If this was intended as a rebuke to Bailey, the chief executive of Trinity Mirror didn’t take offence.
Why? Here, it’s probably important to notice that Bailey’s argument has focused less on the law itself, and more on its interpretation. When competition regulators examine markets for unfair competition or monopoly, it matters tremendously how they define those markets.
Here’s Sly Bailey putting her case in an interview with Jeff Randall on Sky News back in March:
‘The problem with that is that the Regulator looks at our industry and very narrowly defines us as print markets, and what we are saying is no, we now operate in a much wider competitive market not least with, with online.”
Here she is making the same point at the Digital Britain conference in April:
‘Any merger regulation which doesn’t take Google, RightMove or Monster in to account isn’t fit for purpose. Allowing us to merge and consolidate is the only way we’ll be able to meet these threats head-on.”

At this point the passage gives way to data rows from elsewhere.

//! Stdio transport for MCP protocol.
//!
//! Handles newline-delimited JSON-RPC 2.0 over stdin/stdout. The whole process is one
//! client, so one search session.

use tokio::io::{AsyncBufRead, AsyncBufReadExt, AsyncWrite, AsyncWriteExt, BufReader};

use super::transport::{JsonRpcRequest, JsonRpcResponse, dispatch};
use crate::tools::{McpTool, ToolContext};

/// Handle MCP protocol over stdio.
pub async fn run_stdio(tools: Vec<Box<dyn McpTool>>, ctx: ToolContext) -> anyhow::Result<()> {
    let reader = BufReader::new(tokio::io::stdin());
    let writer = tokio::io::stdout();
    serve_lines(reader, writer, &tools, &ctx).await
}

/// Serve requests read line by line from `reader` until EOF.
pub async fn serve_lines<R, W>(
    mut reader: R,
    mut writer: W,
    tools: &[Box<dyn McpTool>],
    ctx: &ToolContext,
) -> anyhow::Result<()>
where
    R: AsyncBufRead + Unpin,
    W: AsyncWrite + Unpin,
{
    let mut line = String::new();

    tracing::info!("MCP stdio server ready, waiting for requests...");

    loop {
        line.clear();
        if reader.read_line(&mut line).await? == 0 {
            tracing::info!("Stdin closed, shutting down");
            break;
        }

        let trimmed = line.trim();
        if trimmed.is_empty() {
            continue;
        }

        let response = match serde_json::from_str::<JsonRpcRequest>(trimmed) {
            Ok(request) => {
                tracing::debug!(method = %request.method, "Received request");
                dispatch(&request, tools, ctx).await
            }
            Err(e) => Some(JsonRpcResponse::error(None, -32700, format!("Parse error: {}", e))),
        };

        if let Some(response) = response {
            let response_json = serde_json::to_string(&response)?;
            writer.write_all(response_json.as_bytes()).await?;
            writer.write_all(b"\n").await?;
            writer.flush().await?;
        }
    }

    Ok(())
}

Reading the OFT’s response, it’s clear that the arguments voiced by Bailey (and submitted by the hastily-convened Local Media Alliance) have had an impact. Here’s the OFT response on the question of market definitions:
There is no binding precedent on the OFT or [Competition Commission] to apply a particular market definition (that is, the economic market in which the merging parties are considered to operate), or to carry out its competition assessment in a particular way, for a merger in a sector which has been looked at before.
This flexibility can result in different market definitions being applied in different cases, with the market definition being determined by the evidence.
Specifically, the OFT’s report suggests that data submitted by the LMA was ‘broadly supportive of the case for. . . wider market'[definitions] that include both print-based and online media.
Lord Carter’s suggestion that Ofcom could play a role is also be significant. As the OFT puts it: ‘The OFT will ask Ofcom to provide views, arising from its understanding of media markets, on factors relevant to the OFT’s decision.’Ofcom already performs this role in the case of broadcast mergers.
Yesterday, Bailey also suggested that Ofcom’s involvement might be ‘could be a clever answer to a difficult problem”.
This raises the prospect of Ofcom operating as a discreet sounding board between the regional chains and the OFT. Significantly, this week’s OFT review mentions that the regional chains are at liberty to dicuss mergers and transactions with the OFT before announcing them publicly.
It also reminds the Big Four (as well as other Alliance members, including DC Thomson, Archant and Guardian Media Group) that prospective deals can be ‘fast-tracked’out of the OFT and into the Competition Commission. The OFT advises that by going down this route ‘a more advantageous outcome could be achieved by merging parties”.
The OFT’s careful suggestion that nothing has changed is designed to maintain respect for competition law in other sectors of the economy.
Beneath the surface, though, the regional chains have cleared some or all of the logjam. Expect attempts at consolidation to start making headlines sooner rather than later.